[Work to complete]
Every line below that contains "GPIO" is to be copied.

[Data extract]
§ §

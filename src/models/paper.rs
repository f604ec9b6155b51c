use serde::{Deserialize, Serialize};

/// Year recorded when neither the structured nor the free-form date has one.
pub const UNKNOWN_YEAR: &str = "unknown";

/// Shown to the model in place of a missing abstract.
pub const NO_ABSTRACT: &str = "No abstract available";

/// Canonical literature record, normalized from the citation database.
#[derive(Debug, Clone, PartialEq, Eq, Serialize, Deserialize)]
pub struct PaperRecord {
    pub pmid: String,
    pub title: String,
    /// Empty when the record has no abstract.
    #[serde(rename = "abstract")]
    pub abstract_text: String,
    pub journal: String,
    pub year: String,
    pub doi: Option<String>,
    pub url: String,
}

impl PaperRecord {
    pub fn pubmed_url(pmid: &str) -> String {
        format!("https://pubmed.ncbi.nlm.nih.gov/{pmid}/")
    }

    /// Abstract text as presented in prompts.
    pub fn display_abstract(&self) -> &str {
        if self.abstract_text.trim().is_empty() {
            NO_ABSTRACT
        } else {
            &self.abstract_text
        }
    }
}
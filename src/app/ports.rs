//! Port traits — the boundary between backlight logic and the hardware.
//!
//! ```text
//!   Adapter ──▶ Port trait ──▶ BacklightService / Ws2812Transmitter
//! ```
//!
//! Driven adapters (GPIO line, cycle counter, interrupt control, storage)
//! implement these traits. The service and the transmitter consume them via
//! generics, so tests substitute fakes and assert exact pin timing without
//! real hardware.

use crate::frame::PixelBuffer;

// ───────────────────────────────────────────────────────────────
// Timing source
// ───────────────────────────────────────────────────────────────

/// Free-running CPU cycle counter.
///
/// The counter wraps at `u32::MAX`; consumers compare wrapping differences,
/// never absolute values.
pub trait CycleCounter {
    /// Current counter value.
    fn cycles(&mut self) -> u32;
}

// ───────────────────────────────────────────────────────────────
// Preemption control
// ───────────────────────────────────────────────────────────────

/// Runs a closure with every interrupt and task switch excluded.
///
/// Entry and exit are paired inside `run`, so there is no way to leave the
/// section held.
pub trait AtomicSection {
    fn run<R>(&mut self, f: impl FnOnce() -> R) -> R;
}

// ───────────────────────────────────────────────────────────────
// Data line (driven adapter: transmitter → GPIO)
// ───────────────────────────────────────────────────────────────

/// The single GPIO feeding the LED chain.
///
/// Writes are infallible at this boundary: inside the critical section
/// there is nothing useful to do with an error, and on the target the
/// register writes cannot fail.
pub trait DataLine {
    /// (Re)configure as push-pull output, driven low.
    fn configure_output(&mut self);

    fn set_high(&mut self);

    fn set_low(&mut self);
}

// ───────────────────────────────────────────────────────────────
// LED output (driven adapter: service → strip)
// ───────────────────────────────────────────────────────────────

/// Pushes a finished frame to the LEDs.
pub trait LedOutput {
    fn write(&mut self, frame: &PixelBuffer);
}

// ───────────────────────────────────────────────────────────────
// Settings storage (driven adapter: domain ↔ file / flash)
// ───────────────────────────────────────────────────────────────

/// Raw storage for the single persisted settings record.
///
/// The record layout and version check live in
/// [`settings`](crate::settings); implementations only move bytes.
pub trait SettingsStorage {
    /// Read the stored record into `buf`. Returns the number of bytes read,
    /// which may be shorter or longer than expected (callers check).
    fn read(&self, buf: &mut [u8]) -> Result<usize, StorageError>;

    /// Replace the stored record with `data`.
    fn write(&mut self, data: &[u8]) -> Result<(), StorageError>;
}

// ───────────────────────────────────────────────────────────────
// Error types
// ───────────────────────────────────────────────────────────────

/// Errors from [`SettingsStorage`] operations.
#[derive(Debug, Clone, Copy, PartialEq, Eq)]
pub enum StorageError {
    /// Nothing has been stored yet.
    NotFound,
    /// Storage partition is full.
    Full,
    /// Generic I/O error.
    IoError,
}

impl core::fmt::Display for StorageError {
    fn fmt(&self, f: &mut core::fmt::Formatter<'_>) -> core::fmt::Result {
        match self {
            Self::NotFound => write!(f, "record not found"),
            Self::Full => write!(f, "storage full"),
            Self::IoError => write!(f, "I/O error"),
        }
    }
}

impl std::error::Error for StorageError {}
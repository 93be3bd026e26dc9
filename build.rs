fn main() {
    // Forwards the ESP-IDF link arguments when building for the device;
    // prints nothing on host builds.
    embuild::espidf::sysenv::output();
}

§ §

[Result for this task]
//! Driven adapters (GPIO line, cycle counter, interrupt control, storage)
// Data line (driven adapter: transmitter → GPIO)
/// The single GPIO feeding the LED chain.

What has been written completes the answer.